Sunday, March 18, 2012

Personalized Medicine: Moore's Law Brings $1000 Genomes Within Reach

The promise of personalized medicine has long hinged on faster, cheaper and ubiquitous availability of whole genome sequencing.  

In order to make effective health care decisions to manage or fight cancer using personalized medicine strategy, oncologists ought to be able to follow the chameleonistic genome of cancer cells, and stay one step ahead by targeting strategies cancer cells employ to develop drug resistance, escape and metastasize.

Whole genome sequencing is one way to get an unbiased snapshot/picture of cancer genome and target the Achilles heels discovered in the process.  

Ion Torrent's Sequencer is at the forefront of bringing this technology to the masses with a cost of $1000 per test.  It is the Model T of the DNA sequencers.

Ion Torrent Sequencer was profiled in this month's issue of Popular Science.  Ion Torrent's first generation semiconductor chip called Proton I has 165 million microwells etched on it.  

Imagine 165 million simultaneous sequencing reactions on DNA fragments and the software putting it all together to create a map of 3.2 billion basepairs that make up the genome.  It's parallel processing that brings speed and miniaturization (on chip) that pulls down the cost.

The next generation chip, Proton II which is under development, will have four times the number of microwells.  Proton II chip will allow sequencing to be done under two hours with a cost of $1000 per test.  It will be released later this year.

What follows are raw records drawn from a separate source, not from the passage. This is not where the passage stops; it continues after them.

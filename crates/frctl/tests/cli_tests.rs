//! Integration tests for the frctl CLI.
//!
//! These tests drive the built binary end to end in temporary directories.

use rstest::{fixture, rstest};
use tempfile::TempDir;

mod common;
use common::{run_frctl_in_dir, run_json, run_ok};

const API: &str = "pkg:test/api@local";
const AUTH: &str = "pkg:test/auth@local";
const DB: &str = "pkg:test/db@local";

// ============================================================================
// Test Fixtures
// ============================================================================

/// Provides a fresh temporary directory for each test
#[fixture]
fn temp_dir() -> TempDir {
    TempDir::new().expect("Failed to create temp directory")
}

/// Provides a temporary directory with an initialized frctl repository
#[fixture]
fn initialized_dir() -> TempDir {
    let temp = TempDir::new().expect("Failed to create temp directory");
    run_ok(temp.path(), &["init", "--namespace", "test", "--quiet"]);
    temp
}

/// Provides a repository holding api -> auth -> db plus api -> db
#[fixture]
fn populated_dir(initialized_dir: TempDir) -> TempDir {
    let dir = initialized_dir.path();
    run_ok(dir, &["add-node", "service", "api"]);
    run_ok(dir, &["add-node", "library", "auth"]);
    run_ok(dir, &["add-node", "schema", "db"]);
    run_ok(dir, &["add-edge", API, AUTH]);
    run_ok(dir, &["add-edge", AUTH, DB]);
    run_ok(dir, &["add-edge", API, DB, "--type", "CONSUMES"]);
    initialized_dir
}

// ============================================================================
// Help and Init
// ============================================================================

#[rstest]
fn test_cli_help(temp_dir: TempDir) {
    let stdout = run_ok(temp_dir.path(), &["--help"]);
    assert!(stdout.contains("Usage:"));
    for command in ["init", "add-node", "add-edge", "validate", "export", "order"] {
        assert!(stdout.contains(command), "help should list '{}'", command);
    }
}

#[rstest]
fn test_init_creates_files(temp_dir: TempDir) {
    let stdout = run_ok(temp_dir.path(), &["init"]);

    assert!(stdout.contains("Initialized frctl"));
    assert!(temp_dir.path().join(".frctl/config.yaml").exists());
    assert!(temp_dir.path().join(".frctl/graph.json").exists());
}

#[rstest]
fn test_init_twice_fails(initialized_dir: TempDir) {
    let output = run_frctl_in_dir(initialized_dir.path(), &["init"]);
    assert!(!output.status.success());
    assert!(String::from_utf8_lossy(&output.stderr).contains("already initialized"));
}

#[rstest]
fn test_command_outside_repository_fails(temp_dir: TempDir) {
    let output = run_frctl_in_dir(temp_dir.path(), &["show"]);
    assert!(!output.status.success());
    assert!(String::from_utf8_lossy(&output.stderr).contains("frctl init"));
}

#[rstest]
fn test_missing_graph_file_is_not_recreated(initialized_dir: TempDir) {
    let graph_file = initialized_dir.path().join(".frctl/graph.json");
    std::fs::remove_file(&graph_file).unwrap();

    let output = run_frctl_in_dir(initialized_dir.path(), &["add-node", "service", "api"]);
    assert!(!output.status.success());
    assert!(String::from_utf8_lossy(&output.stderr).contains("No graph found"));
    assert!(!graph_file.exists());
}

// ============================================================================
// Mutations
// ============================================================================

#[rstest]
fn test_add_node_generates_id(initialized_dir: TempDir) {
    let node = run_json(initialized_dir.path(), &["add-node", "service", "Billing API"]);

    assert_eq!(node["id"], "pkg:test/billing-api@local");
    assert_eq!(node["type"], "Service");
    assert_eq!(node["name"], "Billing API");
}

#[rstest]
fn test_add_node_with_id_and_metadata(initialized_dir: TempDir) {
    let node = run_json(
        initialized_dir.path(),
        &["add-node", "endpoint", "list", "--id", "GET:/invoices", "--meta", "owner=billing"],
    );

    assert_eq!(node["id"], "GET:/invoices");
    assert_eq!(node["metadata"]["owner"], "billing");
}

#[rstest]
fn test_add_duplicate_node_fails(initialized_dir: TempDir) {
    run_ok(initialized_dir.path(), &["add-node", "service", "api"]);

    let output = run_frctl_in_dir(initialized_dir.path(), &["add-node", "library", "API"]);
    assert!(!output.status.success());
    assert!(String::from_utf8_lossy(&output.stderr).contains("already exists"));
}

#[rstest]
fn test_add_edge_cycle_rejected(populated_dir: TempDir) {
    let before = run_ok(populated_dir.path(), &["hash"]);

    let output = run_frctl_in_dir(populated_dir.path(), &["add-edge", DB, API]);
    assert!(!output.status.success());
    assert!(String::from_utf8_lossy(&output.stderr).contains("would create a cycle"));

    assert_eq!(run_ok(populated_dir.path(), &["hash"]), before);
}

#[rstest]
fn test_remove_node_cascades(populated_dir: TempDir) {
    let removed = run_json(populated_dir.path(), &["remove-node", AUTH]);
    assert_eq!(removed["edges_removed"], 2);

    let stats = run_json(populated_dir.path(), &["stats"]);
    assert_eq!(stats["nodes"], 2);
    assert_eq!(stats["edges"], 1);
}

#[rstest]
fn test_remove_edge(populated_dir: TempDir) {
    let result = run_json(populated_dir.path(), &["remove-edge", API, DB]);
    assert_eq!(result["removed"], 1);

    let result = run_json(populated_dir.path(), &["remove-edge", API, DB]);
    assert_eq!(result["removed"], 0);
}

// ============================================================================
// Queries
// ============================================================================

#[rstest]
fn test_show(populated_dir: TempDir) {
    let stdout = run_ok(populated_dir.path(), &["show"]);

    assert!(stdout.contains("Nodes: 3"));
    assert!(stdout.contains("Edges: 3"));
    assert!(stdout.contains("Depth: 2"));
    assert!(stdout.contains(&format!("{} --[DEPENDS_ON]--> {}", API, AUTH)));
}

#[rstest]
fn test_order(populated_dir: TempDir) {
    let nodes = run_json(populated_dir.path(), &["order"]);
    let ids: Vec<&str> = nodes
        .as_array()
        .unwrap()
        .iter()
        .map(|n| n["id"].as_str().unwrap())
        .collect();
    assert_eq!(ids, vec![API, AUTH, DB]);
}

#[rstest]
#[case::ancestors("ancestors", DB, &[API, AUTH])]
#[case::descendants("descendants", API, &[AUTH, DB])]
#[case::leaf_descendants("descendants", DB, &[])]
fn test_traversals(
    populated_dir: TempDir,
    #[case] command: &str,
    #[case] id: &str,
    #[case] expected: &[&str],
) {
    let nodes = run_json(populated_dir.path(), &[command, id]);
    let ids: Vec<&str> = nodes
        .as_array()
        .unwrap()
        .iter()
        .map(|n| n["id"].as_str().unwrap())
        .collect();
    assert_eq!(ids, expected);
}

#[rstest]
fn test_traversal_unknown_node_fails(initialized_dir: TempDir) {
    let output = run_frctl_in_dir(initialized_dir.path(), &["ancestors", "ghost"]);
    assert!(!output.status.success());
    assert!(String::from_utf8_lossy(&output.stderr).contains("not found"));
}

#[rstest]
fn test_stats(populated_dir: TempDir) {
    let stats = run_json(populated_dir.path(), &["stats"]);
    let hash = run_json(populated_dir.path(), &["hash"]);

    assert_eq!(stats["depth"], 2);
    assert_eq!(stats["roots"], 1);
    assert_eq!(stats["leaves"], 1);
    assert_eq!(stats["by_type"]["Library"], 1);
    assert_eq!(stats["hash"], hash["hash"]);
    assert_eq!(stats["hash"].as_str().unwrap().len(), 64);
}

#[rstest]
fn test_hash_is_insertion_order_independent(temp_dir: TempDir) {
    let first = temp_dir.path().join("first");
    let second = temp_dir.path().join("second");
    std::fs::create_dir_all(&first).unwrap();
    std::fs::create_dir_all(&second).unwrap();

    for dir in [&first, &second] {
        run_ok(dir, &["init", "--namespace", "test", "-q"]);
    }

    run_ok(&first, &["add-node", "service", "api"]);
    run_ok(&first, &["add-node", "schema", "db"]);
    run_ok(&first, &["add-edge", API, DB]);

    run_ok(&second, &["add-node", "schema", "db"]);
    run_ok(&second, &["add-node", "service", "api"]);
    run_ok(&second, &["add-edge", API, DB]);

    assert_eq!(run_ok(&first, &["hash"]), run_ok(&second, &["hash"]));
}

// ============================================================================
// Validate and Export
// ============================================================================

#[rstest]
fn test_validate_clean_graph(populated_dir: TempDir) {
    let stdout = run_ok(populated_dir.path(), &["validate"]);
    assert!(stdout.contains("Graph is valid"));
}

#[rstest]
fn test_validate_reports_corrupt_file(initialized_dir: TempDir) {
    let graph_file = initialized_dir.path().join(".frctl/graph.json");
    std::fs::write(
        &graph_file,
        r#"{"nodes": {}, "edges": [{"source": "a", "target": "b", "edge_type": "DEPENDS_ON"}]}"#,
    )
    .unwrap();

    let output = run_frctl_in_dir(initialized_dir.path(), &["validate"]);
    assert!(!output.status.success());
    assert!(String::from_utf8_lossy(&output.stdout).contains("validation errors"));
}

#[rstest]
fn test_export_stdout_matches_file(populated_dir: TempDir) {
    let exported = run_ok(populated_dir.path(), &["export"]);
    let stored = std::fs::read_to_string(populated_dir.path().join(".frctl/graph.json")).unwrap();
    assert_eq!(exported, stored);
}

#[rstest]
fn test_export_to_file(populated_dir: TempDir) {
    let target = populated_dir.path().join("out/arch.json");
    run_ok(populated_dir.path(), &["export", target.to_str().unwrap()]);

    let document: serde_json::Value =
        serde_json::from_str(&std::fs::read_to_string(&target).unwrap()).unwrap();
    assert_eq!(document["nodes"].as_object().unwrap().len(), 3);
    assert_eq!(document["edges"].as_array().unwrap().len(), 3);
}

#[rstest]
fn test_commands_work_from_subdirectory(populated_dir: TempDir) {
    let nested = populated_dir.path().join("src/deep");
    std::fs::create_dir_all(&nested).unwrap();

    let stats = run_json(&nested, &["stats"]);
    assert_eq!(stats["nodes"], 3);
}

Already big university sequencing centers have shown interest in acquiring this sequencer.

The biological equivalent of Moore's law is at play here:  the first genome was sequenced at a cost of 3 billion over 13 years using traditional sequencing gels.  In 2004, when Ion Torrent introduced fiber-optic array, the cost went down to $24 million per genome.  Last year, the cost had fallen to $5000 when microwells were etched on semiconductor chip but it still took 2-4 weeks to complete the task.

Microwells on semiconductor chips are an equivalent of transistors on  semiconductor chips, and thus the prophesy of Moore's law coming true in sequencing technology.

Jennifer Abbasi writes in her Popular Science article, "and sequencing will only get cheaper.  At IBM, researchers are at work on a $100 sequencer, a chip that could read bases as DNA fragments flow through nanaometer-wide holes on its surface."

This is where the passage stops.